Today I'm writing and putting it all out there...no apologies.
I've spent the last week in limbo waiting for someone to tell me that they are ready to take a chance with me...to give me a chance to love them. It hasn't happened. One day it seems to be yes, the next it's maybe, the next it's no...and I won't live with that any longer.
See, yesterday I kept him in constant prayer because he asked me to. After a week of contemplation and prayer, he knew what he needed to do and was going to do it yesterday. So I kept him before God in prayer and asked a few very close friends to do the same. They don't know him or his situation, but I explained that I had "a friend" who was in a very difficult place and needed to confront some things. They prayed with me and we all prayed without ceasing for him.
He needed to confront some things that are holding him back...but he didn't. In fact told me today that he realized that he just couldn't do it and that I should stay away from him. I asked him why. He told me that something came up yesterday and he wasn't able to do what he needed to do...so that must be God saying to stay were he is, even though he doesn't really believe that's what God wants and that it's wrong. He said he couldn't explain but that he loved me (using different words) and that I deserved better. He told me that I'll always be waiting for him and even though the situation is dysfunctional, it's just easier if he stays where he is.

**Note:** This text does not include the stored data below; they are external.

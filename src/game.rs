#![warn(clippy::all, clippy::pedantic)]

// Identifier reported to the progress tracker
pub const GAME_ID: &str = "ordering";

// Session rules
pub const MAX_WRONG_ANSWERS: u32 = 3; // Three strikes ends the session
pub const LEVEL_TWO_QUESTIONS: u32 = 5; // Questions answered before level 2
pub const LEVEL_THREE_QUESTIONS: u32 = 10; // Questions answered before level 3

// Puzzle generation
pub const SINGLE_DIGIT_RANGE: (u32, u32) = (1, 9);
pub const DOUBLE_DIGIT_RANGE: (u32, u32) = (10, 99);
pub const LEVEL_THREE_RANGE: (u32, u32) = (1, 50);
pub const LEVEL_TWO_SINGLE_DIGITS: usize = 2; // Leading single-digit values at level 2
pub const MAX_RESAMPLE_ATTEMPTS: usize = 64; // Per slot, before falling back to a scan

// Timing
pub const DEFAULT_COUNTDOWN_SECONDS: u32 = 3;
pub const DEFAULT_RESULT_DELAY_MS: u64 = 1500; // Feedback stays on screen this long

// Tile geometry (terminal cells)
pub const DEFAULT_TILE_WIDTH: u16 = 6;
pub const DEFAULT_TILE_MARGIN: u16 = 1;
pub const MAX_TILE_WIDTH: u16 = 16; // Five tiles still fit the minimum screen width
pub const MAX_TILE_MARGIN: u16 = 4;
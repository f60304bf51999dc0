mod descriptor;
mod index;

pub use descriptor::*;
pub use index::*;
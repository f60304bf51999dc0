//! GitHub access: release lookup and archive download.

mod api;
mod client;
mod error;

pub use api::GithubClient;
pub use client::{LatestRelease, ReleaseSource};
pub use error::GithubError;

#[cfg(test)]
pub(crate) use api::tests::{Route, client as loopback_client, serve};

That's bullshit. It's ridiculous, cowardly, and somehow extremely selfish.
Any other man would have punched him or at the very least broken something...but I know he didn't mean it. If I thought he meant it, I could walk away and lick my wounds, and start to heal. Problem is, he doesn't. I know he wants to trust me, because he can't look me in the eyes and tell me otherwise. He's had every opportunity to tell me to go, but he won't...because when he says something, he stands behind it. He just thinks that if he can just send me away, it will be easier for everyone. The problem is...he's wrong. That's not it at all.
You see, I understand him. He keeps me at arms length because he somehow believes in that warped mind of his that he isn't good enough for me...that he isn't worthy of love. When he says that I deserve better...he's right.
I deserve someone who loves himself and can stand up for what is right and good. The person that he's trying to become.
I deserve a friend who can trust the man I am, shortcomings and all, accept everything that I have to offer and cherish my heart for no other reason than it belongs to him. The friend that he's desiring to become.
I deserve a man who can stand proudly beside me, hold my hand, and believe that through faith and love, all things are possible. The man that he's starting to become.
My love for him doesn't change...especially when I know and believe that he's making a mistake. If it did, it wouldn't be love. If I thought for one second that he didn't love me, I would walk away and never look back.
So I told him that I wouldn't contact him, read his blog, or spend any more time trying to figure out how to help him...I would stop trying to convince him...but I wouldn't stop loving him. That's not how love works....not for me anyway.
If you've ever known the love of God, you know it's nothing but reckless and it's nothing but raging. That's the example he sets for us. Sometimes it hurts to be loved, and if it doesn't hurt it's probably not love... may be infatuation. I think a lot of people are infatuated with God, but they don't really love Him, and they don't really let Him love them...and they do the same thing with the people around them. Being loved by God is one of the most painful things in the world... it's also the only thing that can bring us salvation. It's like everything else that is really wonderful, really true...there's a little bit of pain in it, little bit of hurt.
I believe that someday very soon, he will learn that love is stronger than fear. He will understand that God is stronger than anything and he gives us the desires of our heart if we just ask for them and believe. I'm not putting on any pressure and I'm not putting up with being kept on a short leash because of his fear. My focus is on me and I'll keep lifting him up in prayer. I just believe that God's will is stronger than our own if we let it be...and when he figures that out for himself, all he has to do is call.